Reading. James. (P.D.).
It has been cold and rainy as the days slide into November and head towards the heart of winter, perfect weather to curl up on the cushions, under a blanket, with a murder mystery in one hand and a chocolate bar (left over from Halloween) in the other. The shelves in my room are crammed full of mystery novels, collected over the past decade, enough to last me all through the winter; I am like a bear storing food for the long, cold months ahead, my apartment like a dark cave (there are no lamps in the living room, only overhead lights positioned awkwardly in relation to the shape of the room, the placement of furniture).
I am not sure how long I have been reading P. D. James; certainly not very long, and most certainly out of order. It is disconcerting to move back and forth in time, in and out of the lives of Detective Inspector Adam Dalgliesh, the poet-policeman, and the younger members of his elite crime squad. Their personal relationships and heartbreaks and loves bloom against the shadows of murder that is their life's work. Dalgliesh is the heart of the story, the poet-policeman whose work is occasionally referenced (nearly everyone who speaks of his poetry comments that, unlike most modern poetry, it is not merely prose rearranged on the page) as a counterpoint to the crimes that otherwise occupy his thoughts.

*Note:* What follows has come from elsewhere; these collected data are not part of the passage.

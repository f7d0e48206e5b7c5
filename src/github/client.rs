// src/github/client.rs
// =============================================================================
// Talks to the GitHub contents API.
//
// Three calls are all the viewer needs:
// - contents(repo, path)      GET /repos/{owner}/{repo}/contents/{path}
// - download(url)             GET <download_url>   (raw text, not JSON)
// - repository_exists(repo)   GET /repos/{owner}/{repo}
//
// They sit behind the ContentSource trait so the tree and document code can
// be tested against an in-memory repository instead of the real API.
//
// Requests are unauthenticated, so GitHub's rate limit applies. We detect it
// and log it, but we do not retry or back off.
// =============================================================================

use async_trait::async_trait;
use reqwest::header::{HeaderMap, HeaderValue, ACCEPT, USER_AGENT};
use reqwest::{Client, Response, StatusCode};
use tracing::{debug, instrument, warn};
use url::Url;

use super::repo::RepositoryRef;
use super::types::Contents;
use crate::error::SourceError;

/// Default GitHub API base URL.
pub const DEFAULT_API_BASE: &str = "https://api.github.com";

/// Media type GitHub expects for the v3 REST API.
const GITHUB_ACCEPT: &str = "application/vnd.github.v3+json";

/// GitHub rejects requests without a User-Agent.
const USER_AGENT_VALUE: &str = concat!("repodocs/", env!("CARGO_PKG_VERSION"));

/// Everything the resolvers need from a content source.
///
/// Implementations must be `Send + Sync` so one source can be shared by the
/// sidebar and the document view at the same time.
#[async_trait]
pub trait ContentSource: Send + Sync {
    /// Lists a directory or returns a single file's metadata.
    /// An empty `path` means the repository root.
    async fn contents(&self, repo: &RepositoryRef, path: &str) -> Result<Contents, SourceError>;

    /// Downloads raw text from a `download_url` reported in file metadata.
    async fn download(&self, url: &str) -> Result<String, SourceError>;

    /// Whether the repository is publicly visible.
    async fn repository_exists(&self, repo: &RepositoryRef) -> Result<bool, SourceError>;
}

/// The real thing: reqwest against api.github.com (or any compatible base).
#[derive(Debug, Clone)]
pub struct GitHubClient {
    client: Client,
    api_base: Url,
}

impl GitHubClient {
    /// Creates a client for `api_base` (e.g. `https://api.github.com`).
    pub fn new(api_base: &str) -> Result<Self, SourceError> {
        let api_base =
            Url::parse(api_base).map_err(|e| SourceError::InvalidUrl(format!("{api_base}: {e}")))?;

        let mut headers = HeaderMap::new();
        headers.insert(USER_AGENT, HeaderValue::from_static(USER_AGENT_VALUE));

        // We reuse this client for all requests (connection pooling)
        let client = Client::builder()
            .default_headers(headers)
            .build()
            .map_err(|e| SourceError::Network(e.to_string()))?;

        Ok(Self { client, api_base })
    }

    // Appends path segments to the API base. Each segment is percent-encoded
    // by the url crate, so file names with spaces survive.
    fn api_url<'a>(&self, segments: impl IntoIterator<Item = &'a str>) -> Result<Url, SourceError> {
        let mut url = self.api_base.clone();
        url.path_segments_mut()
            .map_err(|_| SourceError::InvalidUrl(self.api_base.to_string()))?
            .pop_if_empty()
            .extend(segments);
        Ok(url)
    }

    fn contents_url(&self, repo: &RepositoryRef, path: &str) -> Result<Url, SourceError> {
        let head = ["repos", repo.owner.as_str(), repo.name.as_str(), "contents"];
        let tail = path.split('/').filter(|s| !s.is_empty());
        self.api_url(head.into_iter().chain(tail))
    }

    async fn api_get(&self, url: Url) -> Result<Response, SourceError> {
        debug!(%url, "GitHub API request");
        let response = self
            .client
            .get(url.clone())
            .header(ACCEPT, GITHUB_ACCEPT)
            .send()
            .await
            .map_err(|e| SourceError::Network(e.to_string()))?;
        check_status(url.as_str(), response)
    }
}

#[async_trait]
impl ContentSource for GitHubClient {
    #[instrument(skip(self), fields(repo = %repo))]
    async fn contents(&self, repo: &RepositoryRef, path: &str) -> Result<Contents, SourceError> {
        let url = self.contents_url(repo, path)?;
        let response = self.api_get(url).await?;
        response
            .json::<Contents>()
            .await
            .map_err(|e| SourceError::Decode(e.to_string()))
    }

    #[instrument(skip(self))]
    async fn download(&self, url: &str) -> Result<String, SourceError> {
        let response = self
            .client
            .get(url)
            .send()
            .await
            .map_err(|e| SourceError::Network(e.to_string()))?;
        let response = check_status(url, response)?;
        let text = response
            .text()
            .await
            .map_err(|e| SourceError::Network(e.to_string()))?;
        debug!(bytes = text.len(), "downloaded raw content");
        Ok(text)
    }

    #[instrument(skip(self), fields(repo = %repo))]
    async fn repository_exists(&self, repo: &RepositoryRef) -> Result<bool, SourceError> {
        let url = self.api_url(["repos", repo.owner.as_str(), repo.name.as_str()])?;
        match self.api_get(url).await {
            Ok(_) => Ok(true),
            Err(SourceError::NotFound(_)) => Ok(false),
            Err(e) => Err(e),
        }
    }
}

// Sorts a response into success or one of our SourceError variants
//
// HTTP status codes:
// - 2xx: success, hand the response back
// - 404: NotFound
// - 403/429 with x-ratelimit-remaining: 0 -> RateLimited
// - anything else: Status
fn check_status(url: &str, response: Response) -> Result<Response, SourceError> {
    let status = response.status();
    if status.is_success() {
        return Ok(response);
    }

    if status == StatusCode::NOT_FOUND {
        return Err(SourceError::NotFound(url.to_string()));
    }

    if is_rate_limited(&response) {
        warn!(%url, "GitHub API rate limit exhausted");
        return Err(SourceError::RateLimited);
    }

    Err(SourceError::Status {
        status: status.as_u16(),
        url: url.to_string(),
    })
}

fn is_rate_limited(response: &Response) -> bool {
    let status = response.status();
    if status != StatusCode::FORBIDDEN && status != StatusCode::TOO_MANY_REQUESTS {
        return false;
    }
    response
        .headers()
        .get("x-ratelimit-remaining")
        .and_then(|v| v.to_str().ok())
        .map(|v| v.trim() == "0")
        .unwrap_or(false)
}

#[cfg(test)]
mod tests {
    use super::*;
    use serde_json::json;
    use wiremock::matchers::{header, method, path};
    use wiremock::{Mock, MockServer, ResponseTemplate};

    fn repo() -> RepositoryRef {
        RepositoryRef::new("octo", "docs")
    }

    #[tokio::test]
    async fn test_directory_listing_sends_accept_header() {
        let server = MockServer::start().await;
        Mock::given(method("GET"))
            .and(path("/repos/octo/docs/contents/guide"))
            .and(header("accept", GITHUB_ACCEPT))
            .respond_with(ResponseTemplate::new(200).set_body_json(json!([
                {"name": "setup.md", "path": "guide/setup.md", "sha": "1", "size": 3,
                 "type": "file", "download_url": format!("{}/raw/setup.md", server.uri())}
            ])))
            .expect(1)
            .mount(&server)
            .await;

        let client = GitHubClient::new(&server.uri()).unwrap();
        let contents = client.contents(&repo(), "guide").await.unwrap();

        match contents {
            Contents::Listing(entries) => assert_eq!(entries[0].path, "guide/setup.md"),
            other => panic!("expected listing, got {:?}", other),
        }
    }

    #[tokio::test]
    async fn test_root_listing_uses_bare_contents_path() {
        let server = MockServer::start().await;
        Mock::given(method("GET"))
            .and(path("/repos/octo/docs/contents"))
            .respond_with(ResponseTemplate::new(200).set_body_json(json!([])))
            .expect(1)
            .mount(&server)
            .await;

        let client = GitHubClient::new(&server.uri()).unwrap();
        let contents = client.contents(&repo(), "").await.unwrap();
        assert_eq!(contents, Contents::Listing(vec![]));
    }

    #[tokio::test]
    async fn test_file_metadata_and_download() {
        let server = MockServer::start().await;
        let raw = format!("{}/raw/intro.md", server.uri());
        Mock::given(method("GET"))
            .and(path("/repos/octo/docs/contents/intro.md"))
            .respond_with(ResponseTemplate::new(200).set_body_json(json!({
                "name": "intro.md", "path": "intro.md", "sha": "2", "size": 9,
                "type": "file", "download_url": raw
            })))
            .mount(&server)
            .await;
        Mock::given(method("GET"))
            .and(path("/raw/intro.md"))
            .respond_with(ResponseTemplate::new(200).set_body_string("## Hello\n"))
            .mount(&server)
            .await;

        let client = GitHubClient::new(&server.uri()).unwrap();
        let Contents::File(meta) = client.contents(&repo(), "intro.md").await.unwrap() else {
            panic!("expected file metadata");
        };
        let url = meta.download_url.unwrap();
        assert_eq!(client.download(&url).await.unwrap(), "## Hello\n");
    }

    #[tokio::test]
    async fn test_missing_path_is_not_found() {
        let server = MockServer::start().await;
        Mock::given(method("GET"))
            .respond_with(ResponseTemplate::new(404).set_body_json(json!({"message": "Not Found"})))
            .mount(&server)
            .await;

        let client = GitHubClient::new(&server.uri()).unwrap();
        let err = client.contents(&repo(), "nope.md").await.unwrap_err();
        assert!(matches!(err, SourceError::NotFound(_)));
    }

    #[tokio::test]
    async fn test_rate_limit_is_detected() {
        let server = MockServer::start().await;
        Mock::given(method("GET"))
            .respond_with(
                ResponseTemplate::new(403)
                    .insert_header("x-ratelimit-remaining", "0")
                    .set_body_json(json!({"message": "API rate limit exceeded"})),
            )
            .mount(&server)
            .await;

        let client = GitHubClient::new(&server.uri()).unwrap();
        let err = client.contents(&repo(), "").await.unwrap_err();
        assert_eq!(err, SourceError::RateLimited);
    }

    #[tokio::test]
    async fn test_plain_forbidden_is_a_status_error() {
        let server = MockServer::start().await;
        Mock::given(method("GET"))
            .respond_with(ResponseTemplate::new(403))
            .mount(&server)
            .await;

        let client = GitHubClient::new(&server.uri()).unwrap();
        let err = client.contents(&repo(), "").await.unwrap_err();
        assert!(matches!(err, SourceError::Status { status: 403, .. }));
    }

    #[tokio::test]
    async fn test_repository_exists() {
        let server = MockServer::start().await;
        Mock::given(method("GET"))
            .and(path("/repos/octo/docs"))
            .respond_with(ResponseTemplate::new(200).set_body_json(json!({"full_name": "octo/docs"})))
            .mount(&server)
            .await;
        Mock::given(method("GET"))
            .and(path("/repos/octo/private"))
            .respond_with(ResponseTemplate::new(404))
            .mount(&server)
            .await;

        let client = GitHubClient::new(&server.uri()).unwrap();
        assert!(client.repository_exists(&repo()).await.unwrap());
        assert!(!client
            .repository_exists(&RepositoryRef::new("octo", "private"))
            .await
            .unwrap());
    }

    #[test]
    fn test_contents_url_encodes_segments() {
        let client = GitHubClient::new(DEFAULT_API_BASE).unwrap();
        let url = client.contents_url(&repo(), "guides/My Notes.md").unwrap();
        assert_eq!(
            url.as_str(),
            "https://api.github.com/repos/octo/docs/contents/guides/My%20Notes.md"
        );
    }
}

The world of the crimes that Dalgliesh finds himself and his team thrown into is populated by the wealthy and privileged upper classes. The victims are doctors and professors and Archdeacons and society girls and barristers. The murderers are their friends and family and rivals and colleagues and lovers. Sometimes the murder is one of revenge, held close to the heart for long decades of bitter grief; sometimes it is done for the sake of someone else, even if that someone else had no idea that murder was being committed in their name. The woman are tall and beautiful, or not-beautiful-but-with-that-bone-structure-that-is-beyond-beauty, with hair falling loosely around the shoulders or pulled straight back off the face (all the better to emphasize all that bone structure); they wear perfectly cut skirts or trousers with polo-neck (that's turtleneck for us Americans) jumpers (that's sweaters to us) or cardigans with pearls, or they wear no jewelry because upper-class people don't need jewelry to show us how wealthy they are.
To draw us into the landscape that is about to be blown apart by sudden, violent, death, James describes everything with such beautiful tranquility that you can see in your mind's eye the grand houses that have become a publishing house or a small museum, or the windswept coast of an isolated island, or the sculpted-sand cliffs where a young man fell to his death. You feel the wind against your cheek, in your hair, the smell of the sea, and then everything is turned upside down by greed or revenge or random, senseless murder. It is an escape from the ordinariness of your own life, to which you return with a sense of loss, and relief.